Nuestra gran noche
Era noche iguana, pero oscura y fría; la calentaba, la encendía y la iluminaba la pasión, todavía sin amor. El pudor de ella, mi chica, por "su primera vez", se iba dejando querer. El mío, atrevido, porfiaba consigo mismo por tomar el mando. Pero todo eso al inicio, porque, a medida que transcurría la noche, el único que reinaba era un deseo mutuo. Empezamos con besos y caricias suaves, hasta llegar a besos con mensajes sugerentes y caricias tiernamente salvajes por todo el territorio corporal de cada uno, deteniéndonos, recreándonos y deleitándonos, en un continuo toma y daca, en los lugares más recónditos de nuestras, hasta entonces desconocidas, anatomías.

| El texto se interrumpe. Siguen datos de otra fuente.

//! Interceptor pipeline: ordered middleware chain with circuit breaking,
//! retry and skip-path matching.

mod chain;
mod circuit_breaker;
mod retry;

pub use chain::{ChainContext, Middleware, MiddlewareChain, Next};
pub use circuit_breaker::{CircuitBreaker, CircuitBreakerStats, CircuitState};
pub use retry::{RetryPolicy, with_retry};
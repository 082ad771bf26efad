//! Usage counters for the auth core.
//!
//! Tracked atomically and exported as a snapshot through the facade's
//! `get_stats`.

use std::sync::atomic::{AtomicU64, Ordering};

use serde::{Deserialize, Serialize};

/// Counters for authentication and session activity.
#[derive(Debug, Default)]
pub struct AuthStats {
    token_validations: AtomicU64,
    token_validation_failures: AtomicU64,
    token_cache_hits: AtomicU64,
    sessions_created: AtomicU64,
    sessions_destroyed: AtomicU64,
    rate_limit_denials: AtomicU64,
    rate_limit_degraded: AtomicU64,
    requests: AtomicU64,
}

impl AuthStats {
    /// Create a zeroed counter set.
    #[must_use]
    pub fn new() -> Self {
        Self::default()
    }

    /// Record one token validation attempt.
    pub fn record_validation(&self, success: bool) {
        self.token_validations.fetch_add(1, Ordering::Relaxed);
        if !success {
            self.token_validation_failures.fetch_add(1, Ordering::Relaxed);
        }
    }

    /// Record a validation served from cache.
    pub fn record_token_cache_hit(&self) {
        self.token_cache_hits.fetch_add(1, Ordering::Relaxed);
    }

    /// Record a session creation.
    pub fn record_session_created(&self) {
        self.sessions_created.fetch_add(1, Ordering::Relaxed);
    }

    /// Record a session destruction.
    pub fn record_session_destroyed(&self) {
        self.sessions_destroyed.fetch_add(1, Ordering::Relaxed);
    }

    /// Roll back one session creation (used when creation fails mid-way).
    pub fn rollback_session_created(&self) {
        let _ = self
            .sessions_created
            .fetch_update(Ordering::Relaxed, Ordering::Relaxed, |v| v.checked_sub(1));
    }

    /// Record a rate-limit denial.
    pub fn record_rate_limit_denial(&self) {
        self.rate_limit_denials.fetch_add(1, Ordering::Relaxed);
    }

    /// Record a degraded (fail-open) rate-limit decision.
    pub fn record_rate_limit_degraded(&self) {
        self.rate_limit_degraded.fetch_add(1, Ordering::Relaxed);
    }

    /// Record one handled client request.
    pub fn record_request(&self) {
        self.requests.fetch_add(1, Ordering::Relaxed);
    }

    /// Current snapshot.
    #[must_use]
    pub fn snapshot(&self) -> AuthStatsSnapshot {
        AuthStatsSnapshot {
            token_validations: self.token_validations.load(Ordering::Relaxed),
            token_validation_failures: self.token_validation_failures.load(Ordering::Relaxed),
            token_cache_hits: self.token_cache_hits.load(Ordering::Relaxed),
            sessions_created: self.sessions_created.load(Ordering::Relaxed),
            sessions_destroyed: self.sessions_destroyed.load(Ordering::Relaxed),
            rate_limit_denials: self.rate_limit_denials.load(Ordering::Relaxed),
            rate_limit_degraded: self.rate_limit_degraded.load(Ordering::Relaxed),
            requests: self.requests.load(Ordering::Relaxed),
        }
    }
}

/// Point-in-time view of [`AuthStats`].
#[derive(Debug, Clone, Copy, Serialize, Deserialize)]
pub struct AuthStatsSnapshot {
    /// Token validation attempts.
    pub token_validations: u64,
    /// Failed validations.
    pub token_validation_failures: u64,
    /// Validations served from cache.
    pub token_cache_hits: u64,
    /// Sessions created.
    pub sessions_created: u64,
    /// Sessions destroyed (any reason).
    pub sessions_destroyed: u64,
    /// Requests denied by the rate limiter.
    pub rate_limit_denials: u64,
    /// Requests admitted in degraded (cache-down) mode.
    pub rate_limit_degraded: u64,
    /// Client requests handled.
    pub requests: u64,
}

impl AuthStatsSnapshot {
    /// Active session estimate (created minus destroyed).
    #[must_use]
    pub fn active_sessions(&self) -> u64 {
        self.sessions_created.saturating_sub(self.sessions_destroyed)
    }
}

#[cfg(test)]
mod tests {
    use super::*;

    #[test]
    fn counters_accumulate() {
        let stats = AuthStats::new();
        stats.record_validation(true);
        stats.record_validation(false);
        stats.record_token_cache_hit();
        stats.record_session_created();
        stats.record_session_created();
        stats.record_session_destroyed();
        stats.record_rate_limit_denial();
        stats.record_rate_limit_degraded();
        stats.record_request();

        let snap = stats.snapshot();
        assert_eq!(snap.token_validations, 2);
        assert_eq!(snap.token_validation_failures, 1);
        assert_eq!(snap.token_cache_hits, 1);
        assert_eq!(snap.sessions_created, 2);
        assert_eq!(snap.sessions_destroyed, 1);
        assert_eq!(snap.active_sessions(), 1);
        assert_eq!(snap.rate_limit_denials, 1);
        assert_eq!(snap.rate_limit_degraded, 1);
        assert_eq!(snap.requests, 1);
    }

    #[test]
    fn rollback_never_underflows() {
        let stats = AuthStats::new();
        stats.rollback_session_created();
        assert_eq!(stats.snapshot().sessions_created, 0);

        stats.record_session_created();
        stats.rollback_session_created();
        assert_eq!(stats.snapshot().sessions_created, 0);
    }
}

En esto del sexo, no sé yo que exista una preferencia, ni tampoco "un quién empieza primero". Empero, toda la oda que rodeaba ese inolvidable encuentro era propicia, hasta el extremo que podíamos hacer de esa noche nuestra gran noche. Había atracción, cariño (consanguíneo pariente del amor), deseo, obsesión casi, y dos almas tratando de corroborar con hechos lo que desde tiempo atrás había sido con palabras.
Súbitamente, como magia -la gran regaladora de ilusiones-, nos dimos por entero a un intenso e inmenso goce, sin apenas detenernos. Es cierto que "cada vez" es diferente, incluso con la misma mujer. Pero, en este caso, lo diferente se volvió en Deífico. Nuestras bocas y nuestros labios se empleaban a destajo. ¡Qué tarea más guapa!
Instintivamente, me inicié a estudiar sus gustos. Y ella, encantada, tanto que ya moraba en la suite nupcial de la Gloria. Mi lengua, insistente, procaz y atenta a reacciones, la recorrió entera, desde los dedos de los pies hasta su copiosa y morena cabellera. Mis besos, endiablados, se esparcían sin control entre su delicado cuello y su apetitosa boca, deslizándose luego hacia sus empinados pechos, su prominente barriguita y sus enérgicos, largos y torneados muslos.
Seguidamente, hinqué mi lengua, erguida como lanza, en su vagina, ya empapada, proporcionándole un placer nunca antes sentido por ella, como furtivamente parecían decirme sus grandes y bellos ojos soñadores. Y así "se fue", ¡incluso dos veces seguidas! Entretanto, mi pene, ardiente y deseoso, por momento iba tomando posición. Ella jadeaba con espasmos sonoros, y ese jadeo -de tal magnitud compulsiva era que no podía evitarlo- causaba que de mi pene, "sin dar todavía directamente en la diana", emanara ese líquido semi blanco y viscoso, llamado semen.
Los dos, vagina y pene, que ya antes habían gozado por separado de un escape delicioso, sin pausa y con prisa, empezaron a certificar la proclividad del lote 69. Pero por poco tiempo, porque, inmediatamente después, mi pene, más erguido, y más posicionado y más deseoso, irrumpió impetuoso en su vagina, encharcada ya, se fusionaron, y fornicaron y fornicaron, entre gestos de éxtasis, vítores celestiales, de placer, de inmenso placer e incluso de ovación.
"Después" decidimos reposar, para así también dar un merecido recreo a nuestros "guerreros guerrilleros". Siguiendo en la cama aún, "cubiertos de todo", dialogamos hasta el alba, en la que de nuevo ambos sexos se sisearon al unísono y entonces, ¡oh, entonces! Entonces nuestras imaginaciones exageradamente fantásticas lo llevaron a primera plana del diario celestial de más tirada, titulando la noticia: "¡esto sí que sí!". Y en ese culminante punto, que ya había amor, que unido al cariño, a la atracción y al deseo, bagaje almacenado de mucho antes, se desató una explosión sexual inenarrable.
Mi chica y yo sabíamos la fuerza que tiene la fuerza del amor, pero la realidad, una vez más, superó a la imaginación.